Imagem é tudo
Acabei de ver meus hermanos na Argentina protestando e gritando contra o Bush na TV. Senti algo estranho. Acho que vontade de estar lá no meio, gritando contra o assassino. Acho que me sentiria mais útil, apesar de tal ato não colocar comida na boca de ninguém.Ele disse em Brasília que as minorias não podem ser esquecidas. Ainda bem que é coerente. Não esqueceu a minoria iraquiana. Matou boa parte dela para poder pegar o Saddam e cair de cara no petróleo.
E o detalhe é que o nosso presidente o recebeu para um churrasco. Afinal de contas, precisa manter as boas relações com os Estados Unidos. Escroto. Neste ponto, prefiro Fidel e Chavez. Se bem que nenhum dos dois me fascina. Aliás, dão nojo. Ditadores que não aceitam o livre pensamento e punem com violência. Cuba é pobreza pura. Mas tem gente que ainda acha que ele é um revolucionário.

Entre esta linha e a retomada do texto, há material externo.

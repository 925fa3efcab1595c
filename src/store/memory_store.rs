use async_trait::async_trait;
use dashmap::DashMap;

use crate::{KeyValueStore, StoreError};

/// In-process [`KeyValueStore`] backed by a [`DashMap`].
///
/// Only keys that were written hold memory; reading a missing key leaves no trace.
/// There is no expiry, so every key ever limited stays until [`remove`](Self::remove)
/// is called. State is not shared across processes.
///
/// # Examples
///
/// ```
/// use rate_bastion::{KeyValueStore, MemoryStore, StoreError};
///
/// # block_on(async {
/// let store = MemoryStore::new();
///
/// assert!(matches!(store.get("user_1").await, Err(StoreError::NotFound)));
/// store.set("user_1", "{}").await.unwrap();
/// assert_eq!(store.get("user_1").await.unwrap(), "{}");
/// # });
/// # fn block_on<F: std::future::Future>(f: F) -> F::Output {
/// #     tokio::runtime::Builder::new_current_thread().build().unwrap().block_on(f)
/// # }
/// ```
#[derive(Debug, Default)]
pub struct MemoryStore {
    values: DashMap<String, String>,
}

impl MemoryStore {
    /// Create an empty store.
    pub fn new() -> Self {
        Self::default()
    }

    /// Seed `key` with `value` directly.
    pub fn insert(&self, key: impl Into<String>, value: impl Into<String>) {
        self.values.insert(key.into(), value.into());
    }

    /// Current value of `key`.
    pub fn value(&self, key: &str) -> Option<String> {
        self.values.get(key).map(|value| value.value().clone())
    }

    /// Drop the value of `key`, returning it if there was one.
    pub fn remove(&self, key: &str) -> Option<String> {
        self.values.remove(key).map(|(_, value)| value)
    }

    /// Number of keys holding a value.
    pub fn len(&self) -> usize {
        self.values.len()
    }

    /// Whether no key holds a value.
    pub fn is_empty(&self) -> bool {
        self.values.is_empty()
    }
}

#[async_trait]
impl KeyValueStore for MemoryStore {
    async fn get(&self, key: &str) -> Result<String, StoreError> {
        self.value(key).ok_or(StoreError::NotFound)
    }

    async fn set(&self, key: &str, value: &str) -> Result<(), StoreError> {
        self.values.insert(key.to_string(), value.to_string());
        Ok(())
    }
}
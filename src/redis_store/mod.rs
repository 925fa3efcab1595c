//! Redis-backed [`KeyValueStore`](crate::KeyValueStore).
//!
//! Lets every process that points at the same Redis instance (and prefix) share
//! bucket state for a key.
//!
//! # Requirements
//!
//! - **Runtime:** Tokio or Smol (via `redis-tokio` or `redis-smol` features)
//!
//! # Data model
//!
//! One string value per limited key, stored at `<prefix>:<key>:token_bucket`.
//! The value is the JSON form of [`BucketState`](crate::BucketState).

mod common;
pub use common::*;

mod redis_kv_store;
pub use redis_kv_store::*;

Há 46 anos ninguém pode disputar a presidência. Quem pensa contra Fidel apanha e é preso. E depois não arruma mais emprego, já que a maioria das vagas é pública. Comunismo. Todo mundo come merda. Que beleza.
Se alguém quiser sair do país, tem que tentar escondido. Li histórias de alguns que tentaram. Levaram tiros e foram presos, porque tentavam nadar para a fronteira dos Estados Unidos. Ernesto, um dos maiores argentinos da história, revira onde está. Não era isso que ele tinha idealizado, tenho certeza.
Para completar, o discurso de Fidel é incoerente. Afinal de contas, ele teve que abrir as pernas. Abriu uma exceção à lei do embargo em 2000 e agora os Estados Unudos tornaram-se o maior fornecedor de alimentos para a ilha, que acaba de comprar US$ 20 milhões em comida em Dakota do Norte. O ditador deve ter saudades da União Soviética e seu dinheiro.
O que importa é a imagem que a pessoa vende. Porque a humanidade a compra.